Yes, it is possible... and it is used. The name of this configuration is "open drain". However, it has some limitations.
PMOS. If the load is grounded, we can control it only by a PMOSFET whose source is connected to Vdd (+5 V). Think of it as a switch that connects the load to Vdd when turned on. When turned off, the load is disconnected from Vdd (open circuit)... and if it has high resistance, it can be exposed to undesired voltages.
NMOS. If the load is connected to Vdd, we can control it only by an NMOSFET whose source is connected to ground. Think of it as a switch that connects the load to ground when turned on. When turned off, the load is disconnected from ground (open circuit) and if it has high resistance, it can be exposed to undesired voltages.
CMOS. The clever trick is to combine both configurations in one "complementary configuration". Then, when one of switches (transistors) is off, the other is on and the load is short circuited (firmly connected to the other rail). In this configuration, the load can be connected both to ground and Vdd.
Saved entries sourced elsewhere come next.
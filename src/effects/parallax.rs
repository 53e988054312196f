use crate::{
    foundation::core::smooth_toward,
    foundation::error::WeaveResult,
    page::events::PageEvent,
    page::model::{ElementId, PageDoc},
    page::ops::DomOp,
    runtime::task::{EffectCx, EffectTask},
};

pub const MAX_MOVE_PX: f64 = 400.0;
pub const LERP_FACTOR: f64 = 0.08;
pub const RANGE_VIEWPORTS: f64 = 2.5;

/// Scroll interval over which the galleries slide, derived from element
/// geometry plus viewport height; recomputed every frame.
#[derive(Clone, Copy, Debug, PartialEq)]
pub struct ScrollRegion {
    pub start: f64,
    pub end: f64,
    pub range: f64,
}

/// Region anchored one viewport above the first gallery, spanning 2.5
/// viewport heights.
pub fn effect_region(gallery_top: f64, viewport_height: f64) -> ScrollRegion {
    let start = gallery_top - viewport_height;
    let range = viewport_height * RANGE_VIEWPORTS;
    ScrollRegion {
        start,
        end: start + range,
        range,
    }
}

/// Opposed target offsets for a scroll position inside the region.
///
/// `None` outside the region: targets are left unchanged there, so the
/// offsets freeze at their last in-range value instead of snapping back.
pub fn target_offsets(scroll_y: f64, region: ScrollRegion) -> Option<(f64, f64)> {
    if scroll_y < region.start || scroll_y > region.end {
        return None;
    }
    let progress = (scroll_y - region.start) / region.range;
    let first = progress * 2.0 * MAX_MOVE_PX - MAX_MOVE_PX;
    Some((first, -first))
}

/// Smoothed offset state for the linked gallery pair.
#[derive(Clone, Copy, Debug, PartialEq)]
pub struct OffsetPair {
    pub current1: f64,
    pub current2: f64,
    pub target1: f64,
    pub target2: f64,
    pub lerp_factor: f64,
}

impl OffsetPair {
    pub fn new(lerp_factor: f64) -> Self {
        Self {
            current1: 0.0,
            current2: 0.0,
            target1: 0.0,
            target2: 0.0,
            lerp_factor,
        }
    }

    pub fn retarget(&mut self, target1: f64, target2: f64) {
        self.target1 = target1;
        self.target2 = target2;
    }

    /// One smoothing step toward the stored targets.
    pub fn step(&mut self) {
        self.current1 = smooth_toward(self.current1, self.target1, self.lerp_factor);
        self.current2 = smooth_toward(self.current2, self.target2, self.lerp_factor);
    }
}

/// Continuous per-frame engine driving the counter-sliding gallery pair.
///
/// Needs no animation engine: it owns the smoothing loop and writes
/// margins directly.
pub struct ParallaxController {
    gallery1: ElementId,
    content1: ElementId,
    content2: ElementId,
    offsets: OffsetPair,
}

impl ParallaxController {
    /// `None` when either gallery or its first content child is absent;
    /// the engine then never starts.
    pub fn try_new(doc: &PageDoc) -> Option<Self> {
        let gallery1 = doc.first_by_class("gallery1")?;
        let gallery2 = doc.first_by_class("gallery2")?;
        let content1 = doc.first_child(gallery1)?;
        let content2 = doc.first_child(gallery2)?;
        Some(Self {
            gallery1,
            content1,
            content2,
            offsets: OffsetPair::new(LERP_FACTOR),
        })
    }

    pub fn offsets(&self) -> OffsetPair {
        self.offsets
    }

    fn frame(&mut self, cx: &mut EffectCx<'_>) {
        let Some(rect) = cx.doc.rect(self.gallery1) else {
            return;
        };
        let region = effect_region(rect.y0, cx.viewport.height);
        if let Some((t1, t2)) = target_offsets(cx.scroll_y, region) {
            self.offsets.retarget(t1, t2);
        }
        self.offsets.step();
        cx.sink.apply(DomOp::SetMarginLeft {
            element: self.content1,
            px: self.offsets.current1,
        });
        cx.sink.apply(DomOp::SetMarginLeft {
            element: self.content2,
            px: self.offsets.current2,
        });
    }
}

impl EffectTask for ParallaxController {
    fn name(&self) -> &'static str {
        "parallax"
    }

    fn handle(&mut self, event: &PageEvent, cx: &mut EffectCx<'_>) -> WeaveResult<()> {
        if matches!(event, PageEvent::FrameTick) {
            self.frame(cx);
        }
        Ok(())
    }
}

#[cfg(test)]
#[path = "../../tests/unit/effects/parallax.rs"]
mod tests;
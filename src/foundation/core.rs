use crate::foundation::error::{WeaveError, WeaveResult};

pub use kurbo::{Point, Rect, Vec2};

/// Monotonic timestamp in milliseconds since session start.
#[derive(
    Clone, Copy, Debug, PartialEq, Eq, PartialOrd, Ord, Hash, serde::Serialize, serde::Deserialize,
)]
pub struct Millis(pub u64);

impl Millis {
    /// Milliseconds elapsed since `earlier`, saturating at zero.
    pub fn since(self, earlier: Millis) -> u64 {
        self.0.saturating_sub(earlier.0)
    }

    /// This timestamp shifted forward by `ms`.
    pub fn plus(self, ms: u64) -> Millis {
        Millis(self.0.saturating_add(ms))
    }
}

/// Visible viewport dimensions in CSS pixels.
#[derive(Clone, Copy, Debug, PartialEq, serde::Serialize, serde::Deserialize)]
pub struct Viewport {
    pub width: f64,
    pub height: f64,
}

impl Viewport {
    pub fn new(width: f64, height: f64) -> WeaveResult<Self> {
        if !(width.is_finite() && width > 0.0) {
            return Err(WeaveError::validation("Viewport width must be > 0"));
        }
        if !(height.is_finite() && height > 0.0) {
            return Err(WeaveError::validation("Viewport height must be > 0"));
        }
        Ok(Self { width, height })
    }
}

/// Clamp a progress ratio into `[0, 1]`.
pub fn clamp01(t: f64) -> f64 {
    t.clamp(0.0, 1.0)
}

/// Per-step exponential smoothing: `current + (target - current) * factor`.
///
/// With a constant target this converges geometrically; the caller owns
/// the stored `current`.
pub fn smooth_toward(current: f64, target: f64, factor: f64) -> f64 {
    current + (target - current) * factor
}
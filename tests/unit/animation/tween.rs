use super::*;
use crate::style::color::Rgba8;

#[test]
fn scalar_lerp_is_linear() {
    let a = Value::Scalar(10.0);
    let b = Value::Scalar(20.0);
    assert_eq!(a.lerp(b, 0.0), Value::Scalar(10.0));
    assert_eq!(a.lerp(b, 0.5), Value::Scalar(15.0));
    assert_eq!(a.lerp(b, 1.0), Value::Scalar(20.0));
}

#[test]
fn color_lerp_mixes_componentwise() {
    let a = Value::Color(Rgba8::BLACK);
    let b = Value::Color(Rgba8::WHITE);
    let Value::Color(mid) = a.lerp(b, 0.5) else {
        panic!("expected color");
    };
    assert_eq!(mid.r, 128);
}

#[test]
fn visibility_shows_at_start_and_hides_at_end() {
    let hidden = Value::Visible(false);
    let shown = Value::Visible(true);

    // Becoming visible applies as soon as the tween starts.
    assert_eq!(hidden.lerp(shown, 0.0), Value::Visible(false));
    assert_eq!(hidden.lerp(shown, 0.01), Value::Visible(true));

    // Becoming hidden only applies once the tween ends.
    assert_eq!(shown.lerp(hidden, 0.99), Value::Visible(true));
    assert_eq!(shown.lerp(hidden, 1.0), Value::Visible(false));
}

#[test]
fn initial_values_match_static_page_state() {
    assert_eq!(Prop::Opacity.initial_value(), Some(Value::Scalar(1.0)));
    assert_eq!(Prop::Scale.initial_value(), Some(Value::Scalar(1.0)));
    assert_eq!(Prop::RotationDeg.initial_value(), Some(Value::Scalar(0.0)));
    assert_eq!(Prop::Visibility.initial_value(), Some(Value::Visible(true)));
    assert_eq!(Prop::Custom("--x".to_string()).initial_value(), None);
}

#[test]
fn validate_rejects_bad_specs() {
    let ok = TweenSpec::to(vec![(Prop::Opacity, Value::Scalar(0.0))], 0.5, Ease::Linear);
    assert!(ok.validate().is_ok());

    let empty = TweenSpec::to(vec![], 0.5, Ease::Linear);
    assert!(empty.validate().is_err());

    let mut negative = ok.clone();
    negative.duration_s = -1.0;
    assert!(negative.validate().is_err());

    let mut nan = ok.clone();
    nan.duration_s = f64::NAN;
    assert!(nan.validate().is_err());

    let mut repeat = ok;
    repeat.repeat = -2;
    assert!(repeat.validate().is_err());
}

#[test]
fn looped_sets_infinite_repeat() {
    let spec = TweenSpec::to(vec![(Prop::Scale, Value::Scalar(1.05))], 1.5, Ease::InOutSine)
        .looped(true);
    assert_eq!(spec.repeat, -1);
    assert!(spec.yoyo);
    assert!(spec.validate().is_ok());
}
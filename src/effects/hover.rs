use crate::{
    animation::ease::Ease,
    animation::tween::{Prop, TweenHandle, TweenSpec, Value},
    foundation::error::WeaveResult,
    page::events::PageEvent,
    page::model::{ElementId, PageDoc},
    page::ops::DomOp,
    runtime::task::{EffectCx, EffectTask},
    runtime::timer::Debouncer,
};

const SHOW_DURATION_S: f64 = 0.5;
const HIDE_PREVIOUS_S: f64 = 0.2;
const HIDE_ON_LEAVE_S: f64 = 0.4;
const HIDE_ALL_S: f64 = 0.3;
const HIDDEN_SCALE: f64 = 0.6;
const HIDE_TARGET_SCALE: f64 = 0.7;
const SCROLL_HIDE_DEBOUNCE_MS: u64 = 100;

/// What to do when a hide tween finishes.
#[derive(Clone, Copy, Debug, PartialEq, Eq)]
enum PendingHide {
    /// Make the photo non-interactive.
    Hide { index: usize },
    /// Same, then clear the active index — unless another entry has
    /// since become active.
    HideAndClear { index: usize },
}

impl PendingHide {
    fn index(self) -> usize {
        match self {
            PendingHide::Hide { index } | PendingHide::HideAndClear { index } => index,
        }
    }
}

/// Ensures at most one hover-revealed photo is visible at a time.
///
/// Works without the animation engine (reveals snap instead of tween);
/// with it, any in-flight tween on a photo is killed before a
/// replacement starts on the same element.
pub struct HoverController {
    pairs: Vec<(ElementId, ElementId)>,
    container: Option<ElementId>,
    active: Option<usize>,
    pending: Vec<(TweenHandle, PendingHide)>,
    scroll_hide: Debouncer,
}

impl HoverController {
    /// Pair titles and photos by index; unmatched extras are ignored.
    pub fn discover(doc: &PageDoc) -> Option<Vec<(ElementId, ElementId)>> {
        let titles = doc.find_by_class("hovertitle");
        let photos = doc.find_by_class("hoverphoto");
        if titles.is_empty() || photos.is_empty() {
            return None;
        }
        Some(titles.into_iter().zip(photos).collect())
    }

    pub fn new(
        pairs: Vec<(ElementId, ElementId)>,
        container: Option<ElementId>,
        cx: &mut EffectCx<'_>,
    ) -> Self {
        let controller = Self {
            pairs,
            container,
            active: None,
            pending: Vec::new(),
            scroll_hide: Debouncer::new(SCROLL_HIDE_DEBOUNCE_MS),
        };
        controller.apply_initial_state(cx);
        controller
    }

    pub fn active_index(&self) -> Option<usize> {
        self.active
    }

    fn apply_initial_state(&self, cx: &mut EffectCx<'_>) {
        let photos: Vec<ElementId> = self.pairs.iter().map(|&(_, photo)| photo).collect();
        if cx.engine.is_none() {
            for photo in photos {
                cx.sink.apply(DomOp::SetOpacity {
                    element: photo,
                    value: 0.0,
                });
                cx.sink.apply(DomOp::SetHidden {
                    element: photo,
                    hidden: true,
                });
            }
            return;
        }
        if let Some(engine) = cx.engine() {
            for photo in photos {
                engine.set(
                    photo,
                    &[
                        (Prop::Opacity, Value::Scalar(0.0)),
                        (Prop::Scale, Value::Scalar(HIDDEN_SCALE)),
                        (Prop::Visibility, Value::Visible(false)),
                    ],
                );
            }
        }
    }

    fn title_index(&self, element: ElementId) -> Option<usize> {
        self.pairs.iter().position(|&(title, _)| title == element)
    }

    fn purge_pending_for(&mut self, index: usize) {
        self.pending.retain(|&(_, action)| action.index() != index);
    }

    fn start_hide_tween(
        &mut self,
        cx: &mut EffectCx<'_>,
        index: usize,
        duration_s: f64,
        ease: Ease,
        clear_active: bool,
    ) {
        let photo = self.pairs[index].1;
        self.purge_pending_for(index);
        let now = cx.now;

        if cx.engine.is_none() {
            cx.sink.apply(DomOp::SetOpacity {
                element: photo,
                value: 0.0,
            });
            cx.sink.apply(DomOp::SetHidden {
                element: photo,
                hidden: true,
            });
            if clear_active && self.active == Some(index) {
                self.active = None;
            }
            return;
        }

        let result = {
            let Some(engine) = cx.engine() else {
                return;
            };
            engine.kill_tweens_of(photo);
            let spec = TweenSpec::to(
                vec![
                    (Prop::Opacity, Value::Scalar(0.0)),
                    (Prop::Scale, Value::Scalar(HIDE_TARGET_SCALE)),
                ],
                duration_s,
                ease,
            );
            engine.tween(photo, spec, now)
        };
        match result {
            Ok(handle) => {
                let action = if clear_active {
                    PendingHide::HideAndClear { index }
                } else {
                    PendingHide::Hide { index }
                };
                self.pending.push((handle, action));
            }
            Err(err) => tracing::warn!(%err, "hover hide tween rejected"),
        }
    }

    fn enter(&mut self, cx: &mut EffectCx<'_>, index: usize) {
        if let Some(previous) = self.active {
            if previous != index {
                self.start_hide_tween(cx, previous, HIDE_PREVIOUS_S, Ease::InCubic, false);
            }
        }
        self.active = Some(index);

        let photo = self.pairs[index].1;
        self.purge_pending_for(index);
        let now = cx.now;

        if cx.engine.is_none() {
            cx.sink.apply(DomOp::SetHidden {
                element: photo,
                hidden: false,
            });
            cx.sink.apply(DomOp::SetOpacity {
                element: photo,
                value: 1.0,
            });
            return;
        }

        if let Some(engine) = cx.engine() {
            engine.kill_tweens_of(photo);
            let spec = TweenSpec::to(
                vec![
                    (Prop::Opacity, Value::Scalar(1.0)),
                    (Prop::Scale, Value::Scalar(1.0)),
                    (Prop::Visibility, Value::Visible(true)),
                ],
                SHOW_DURATION_S,
                Ease::OutQuart,
            );
            if let Err(err) = engine.tween(photo, spec, now) {
                tracing::warn!(%err, "hover show tween rejected");
            }
        }
    }

    fn leave(&mut self, cx: &mut EffectCx<'_>, index: usize) {
        if self.active != Some(index) {
            return;
        }
        self.start_hide_tween(cx, index, HIDE_ON_LEAVE_S, Ease::InQuart, true);
    }

    fn hide_all(&mut self, cx: &mut EffectCx<'_>) {
        for index in 0..self.pairs.len() {
            self.start_hide_tween(cx, index, HIDE_ALL_S, Ease::InCubic, false);
        }
        self.active = None;
    }

    fn on_tween_completed(&mut self, cx: &mut EffectCx<'_>, handle: TweenHandle) {
        let Some(position) = self.pending.iter().position(|&(h, _)| h == handle) else {
            return;
        };
        let (_, action) = self.pending.remove(position);
        let index = action.index();
        let photo = self.pairs[index].1;
        if let Some(engine) = cx.engine() {
            engine.set(photo, &[(Prop::Visibility, Value::Visible(false))]);
        }
        cx.sink.apply(DomOp::SetHidden {
            element: photo,
            hidden: true,
        });
        if let PendingHide::HideAndClear { index } = action {
            // Guard: a faster re-enter may already own the active slot.
            if self.active == Some(index) {
                self.active = None;
            }
        }
    }
}

impl EffectTask for HoverController {
    fn name(&self) -> &'static str {
        "hover-exclusivity"
    }

    fn handle(&mut self, event: &PageEvent, cx: &mut EffectCx<'_>) -> WeaveResult<()> {
        match event {
            PageEvent::PointerEnter { element } => {
                if let Some(index) = self.title_index(*element) {
                    self.enter(cx, index);
                }
            }
            PageEvent::PointerLeave { element } => {
                if let Some(index) = self.title_index(*element) {
                    self.leave(cx, index);
                } else if self.container == Some(*element) {
                    self.hide_all(cx);
                }
            }
            PageEvent::WindowBlur => self.hide_all(cx),
            PageEvent::Scroll { .. } => self.scroll_hide.trigger(cx.now),
            PageEvent::FrameTick => {
                if self.scroll_hide.fire_if_due(cx.now) {
                    self.hide_all(cx);
                }
            }
            PageEvent::TweenCompleted { handle } => self.on_tween_completed(cx, *handle),
            _ => {}
        }
        Ok(())
    }

    fn on_engine_attached(&mut self, cx: &mut EffectCx<'_>) -> WeaveResult<()> {
        // Late-attached engine: seed its store with the hidden state.
        self.apply_initial_state(cx);
        Ok(())
    }
}

#[cfg(test)]
#[path = "../../tests/unit/effects/hover.rs"]
mod tests;
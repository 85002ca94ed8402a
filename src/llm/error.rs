// src/llm/error.rs
//! Error types crossing the LLM core boundary.
//!
//! `ProviderError` stays inside the core: it is converted into key-health state
//! and never surfaced to callers. `EnrichmentFailure` is the only failure type
//! `enrich` returns.

use serde::Serialize;
use thiserror::Error;

/// A single failed provider call. The `Display` text is what the health
/// tracker inspects for permanent-disable patterns, so it keeps the provider's
/// own error body where one exists.
#[derive(Debug, Error)]
pub enum ProviderError {
    #[error("transport error: {0}")]
    Transport(String),
    #[error("HTTP {status}: {body}")]
    Status { status: u16, body: String },
    #[error("timeout after {0}s")]
    Timeout(u64),
    #[error("empty response from provider")]
    EmptyResponse,
    #[error("undecodable provider envelope: {0}")]
    Decode(String),
}

impl ProviderError {
    /// Rate limits and 5xx are worth trying again on another key.
    pub fn is_transient(&self) -> bool {
        match self {
            ProviderError::Transport(_) | ProviderError::Timeout(_) => true,
            ProviderError::Status { status, .. } => *status == 429 || *status >= 500,
            ProviderError::EmptyResponse | ProviderError::Decode(_) => false,
        }
    }
}

impl From<reqwest::Error> for ProviderError {
    fn from(e: reqwest::Error) -> Self {
        if e.is_decode() {
            ProviderError::Decode(e.to_string())
        } else {
            ProviderError::Transport(e.to_string())
        }
    }
}

/// Terminal outcome of one `enrich` call.
#[derive(Debug, Clone, Error, PartialEq, Serialize)]
#[serde(tag = "reason", rename_all = "snake_case")]
pub enum EnrichmentFailure {
    /// No family had a serviceable credential; not a single call was made.
    #[error("no credentials available in any provider family")]
    NoCredentialsAvailable,
    /// Calls were attempted and every one of them failed.
    #[error("all providers exhausted after {attempts} attempts")]
    AllProvidersExhausted {
        attempts: u32,
        last_error: Option<String>,
    },
    /// A provider answered, but the answer did not pass validation.
    #[error("response from {family} failed validation: {}", issues.join(", "))]
    ValidationFailed { family: String, issues: Vec<String> },
}

impl EnrichmentFailure {
    pub fn reason_code(&self) -> &'static str {
        match self {
            EnrichmentFailure::NoCredentialsAvailable => "no_credentials_available",
            EnrichmentFailure::AllProvidersExhausted { .. } => "all_providers_exhausted",
            EnrichmentFailure::ValidationFailed { .. } => "validation_failed",
        }
    }
}

#[cfg(test)]
mod tests {
    use super::*;

    #[test]
    fn reason_codes_are_stable() {
        assert_eq!(
            EnrichmentFailure::NoCredentialsAvailable.reason_code(),
            "no_credentials_available"
        );
        let exhausted = EnrichmentFailure::AllProvidersExhausted {
            attempts: 3,
            last_error: None,
        };
        assert_eq!(exhausted.reason_code(), "all_providers_exhausted");
        let invalid = EnrichmentFailure::ValidationFailed {
            family: "groq".into(),
            issues: vec!["summary empty".into()],
        };
        assert_eq!(invalid.reason_code(), "validation_failed");
        assert!(invalid.to_string().contains("summary empty"));
    }

    #[test]
    fn failure_serializes_with_reason_tag() {
        let v = serde_json::to_value(EnrichmentFailure::NoCredentialsAvailable).unwrap();
        assert_eq!(v["reason"], "no_credentials_available");
    }

    #[test]
    fn status_errors_keep_provider_body() {
        let e = ProviderError::Status {
            status: 402,
            body: "payment required: account delinquent".into(),
        };
        assert_eq!(e.to_string(), "HTTP 402: payment required: account delinquent");
        assert!(!e.is_transient());
        assert!(ProviderError::Status {
            status: 429,
            body: String::new()
        }
        .is_transient());
    }
}
use std::sync::Arc;

use serde::Deserialize;
use shuttle_axum::axum::{
    extract::State,
    http::StatusCode,
    response::{IntoResponse, Response},
    routing::{get, post},
    Json, Router,
};
use tower_http::cors::CorsLayer;
use tracing::info;

use crate::bootstrap::EnrichmentRuntime;
use crate::llm::{
    EnrichmentFailure, EnrichmentRequest, GenerationParams, HealthReport, KeyHealthRecord,
    ProviderFamily, TaskKind,
};
use crate::pipeline::{ArticleRecord, BatchError};

#[derive(Clone)]
pub struct AppState {
    runtime: Arc<EnrichmentRuntime>,
}

pub fn router(runtime: Arc<EnrichmentRuntime>) -> Router {
    let state = AppState { runtime };

    Router::new()
        .route("/health", get(|| async { "ok" }))
        .route("/providers/health", get(providers_health))
        .route("/enrich", post(enrich))
        .route("/pipeline/batch", post(pipeline_batch))
        .route("/admin/keys/reset", post(admin_reset_key))
        .route("/admin/keys/deactivate", post(admin_deactivate_key))
        .layer(CorsLayer::very_permissive())
        .with_state(state)
}

async fn providers_health(State(state): State<AppState>) -> Json<HealthReport> {
    Json(state.runtime.registry().health_report())
}

#[derive(Deserialize)]
struct EnrichReq {
    content: String,
    #[serde(default = "default_task")]
    task: TaskKind,
    #[serde(default)]
    params: GenerationParams,
}

fn default_task() -> TaskKind {
    TaskKind::RelevanceAnalysis
}

fn failure_status(f: &EnrichmentFailure) -> StatusCode {
    match f {
        EnrichmentFailure::ValidationFailed { .. } => StatusCode::UNPROCESSABLE_ENTITY,
        EnrichmentFailure::NoCredentialsAvailable
        | EnrichmentFailure::AllProvidersExhausted { .. } => StatusCode::SERVICE_UNAVAILABLE,
    }
}

async fn enrich(State(state): State<AppState>, Json(body): Json<EnrichReq>) -> Response {
    let req = EnrichmentRequest::new(body.content, body.task, body.params);
    match state.runtime.orchestrator().enrich_request(&req).await {
        Ok(result) => Json(result).into_response(),
        Err(f) => (failure_status(&f), Json(f)).into_response(),
    }
}

async fn pipeline_batch(
    State(state): State<AppState>,
    Json(articles): Json<Vec<ArticleRecord>>,
) -> Response {
    match state.runtime.coordinator().run_batch(articles).await {
        Ok(report) => Json(report).into_response(),
        Err(BatchError::NothingAccepted { report }) => {
            (StatusCode::BAD_GATEWAY, Json(*report)).into_response()
        }
    }
}

#[derive(Deserialize)]
struct KeyRef {
    family: String,
    ordinal: usize,
    #[serde(default)]
    reason: Option<String>,
}

#[derive(serde::Serialize)]
struct KeyAdminResp {
    family: ProviderFamily,
    ordinal: usize,
    fingerprint: String,
    record: Option<KeyHealthRecord>,
}

fn key_admin(state: &AppState, key: &KeyRef, deactivate: bool) -> Response {
    let registry = state.runtime.registry();
    let family = ProviderFamily::new(key.family.as_str());
    let Some(cred) = registry.credential(&family, key.ordinal) else {
        return (
            StatusCode::NOT_FOUND,
            format!("no key {} in family '{}'", key.ordinal, family),
        )
            .into_response();
    };

    let tracker = registry.tracker();
    if deactivate {
        let reason = key.reason.as_deref().unwrap_or("manually deactivated");
        tracker.deactivate(cred, reason);
    } else {
        tracker.reset(cred);
    }
    info!(
        %family,
        ordinal = key.ordinal,
        key = cred.fingerprint(),
        action = if deactivate { "deactivate" } else { "reset" },
        "key admin action"
    );

    Json(KeyAdminResp {
        family: family.clone(),
        ordinal: key.ordinal,
        fingerprint: cred.fingerprint().to_string(),
        record: tracker.record(cred),
    })
    .into_response()
}

async fn admin_reset_key(State(state): State<AppState>, Json(key): Json<KeyRef>) -> Response {
    key_admin(&state, &key, false)
}

async fn admin_deactivate_key(
    State(state): State<AppState>,
    Json(key): Json<KeyRef>,
) -> Response {
    key_admin(&state, &key, true)
}
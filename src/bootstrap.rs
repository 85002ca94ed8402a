// src/bootstrap.rs
use std::sync::Arc;

use anyhow::Context;
use tracing::{info, warn};

use crate::config::{FamilyConfig, FamilyKind, LlmConfig};
use crate::llm::providers::{http_client, GeminiAdapter, MockAdapter, OpenAiCompatAdapter};
use crate::llm::{
    FallbackOrchestrator, GenerationParams, ProviderAdapter, ProviderRegistry, TaskKind,
};
use crate::pipeline::PipelineCoordinator;

pub const ENV_TEST_MODE: &str = "AI_TEST_MODE";

/// True when `AI_TEST_MODE=mock`.
pub fn mock_mode_from_env() -> bool {
    std::env::var(ENV_TEST_MODE)
        .map(|v| v.trim().eq_ignore_ascii_case("mock"))
        .unwrap_or(false)
}

/// Everything the service needs, built once from config.
pub struct EnrichmentRuntime {
    pub cfg: LlmConfig,
    mock: bool,
    registry: Arc<ProviderRegistry>,
    orchestrator: Arc<FallbackOrchestrator>,
    coordinator: Arc<PipelineCoordinator>,
}

impl EnrichmentRuntime {
    /// Load config with the usual fallbacks and honour `AI_TEST_MODE`.
    pub fn load_default() -> anyhow::Result<Self> {
        let cfg = LlmConfig::load_default().context("loading llm config")?;
        Self::from_config(cfg, mock_mode_from_env())
    }

    pub fn from_config(cfg: LlmConfig, mock: bool) -> anyhow::Result<Self> {
        let http = http_client().context("building HTTP client")?;

        let mut builder = ProviderRegistry::builder(cfg.health.policy());
        for family in &cfg.families {
            let mut keys = family.resolve_keys();
            if mock && keys.is_empty() {
                // Mock runs need a key to rotate over, never a real one.
                keys.push(format!("mock-{}", family.name));
            }
            // Safe diagnostics: only family, kind and key count.
            info!(
                family = %family.name,
                kind = ?family.kind,
                keys = keys.len(),
                mock,
                "llm family configured"
            );
            if keys.is_empty() {
                warn!(family = %family.name, "no keys configured for family");
            }
            builder = builder.family_priced(
                &family.name,
                keys,
                build_adapter(family, &http, mock),
                family.cost_per_million_tokens,
            );
        }
        let registry = Arc::new(builder.build());

        let orchestrator = Arc::new(FallbackOrchestrator::new(
            registry.clone(),
            cfg.orchestrator.settings(),
        ));
        let coordinator = Arc::new(PipelineCoordinator::new(
            orchestrator.clone(),
            cfg.pipeline.prefilter(),
            cfg.pipeline.settings(),
        ));

        Ok(Self {
            cfg,
            mock,
            registry,
            orchestrator,
            coordinator,
        })
    }

    pub fn is_mock(&self) -> bool {
        self.mock
    }

    pub fn registry(&self) -> &Arc<ProviderRegistry> {
        &self.registry
    }

    pub fn orchestrator(&self) -> &Arc<FallbackOrchestrator> {
        &self.orchestrator
    }

    pub fn coordinator(&self) -> &Arc<PipelineCoordinator> {
        &self.coordinator
    }

    /// One sample article through `enrich`; logs the outcome, never fails.
    pub async fn quick_probe(&self) {
        if self.registry.families().next().is_none() {
            warn!("llm quick_probe skipped: no provider families configured");
            return;
        }
        let sample = "The Union Cabinet approved amendments to the Disaster Management Act, \
                      giving the National Disaster Management Authority statutory power to \
                      prepare national and state disaster plans.";
        match self
            .orchestrator
            .enrich(sample, TaskKind::RelevanceAnalysis, GenerationParams::default())
            .await
        {
            Ok(r) => info!(
                family = %r.provenance.family,
                model = %r.provenance.model,
                latency_ms = r.provenance.latency_ms,
                relevance = r.upsc_relevance,
                "llm quick_probe ok"
            ),
            Err(e) => warn!(reason = e.reason_code(), error = %e, "llm quick_probe failed"),
        }
    }
}

fn build_adapter(
    family: &FamilyConfig,
    http: &reqwest::Client,
    mock: bool,
) -> Arc<dyn ProviderAdapter> {
    if mock {
        return Arc::new(MockAdapter::default());
    }
    match family.kind {
        FamilyKind::OpenaiCompatible => Arc::new(OpenAiCompatAdapter::new(
            http.clone(),
            family.base_url(),
            family.model(),
        )),
        FamilyKind::Gemini => Arc::new(GeminiAdapter::new(
            http.clone(),
            family.base_url(),
            family.model(),
        )),
    }
}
So, the transistors connect the load either to Vdd or ground thus providing a path for the load current to exit Vdd or enter the ground. If we think of the ground as of another voltage source with zero voltage, we can say that two sources with voltages Vdd and 0 V are switched to the common load. Note that at a time only one of them is connected to the load.
RMOS. But it is interesting to see what the resistor does when connected between the drain and the supply rail (Vdd or ground). It acts as one of the switches (transistors) of the CMOS configuration above providing a continuous path for the load current. The resistor makes the "ideal" voltage source Vdd or 0 V (ground) with zero internal resistance behave as a real voltage source with Rd internal resistance... and this source is permanently connected to the load.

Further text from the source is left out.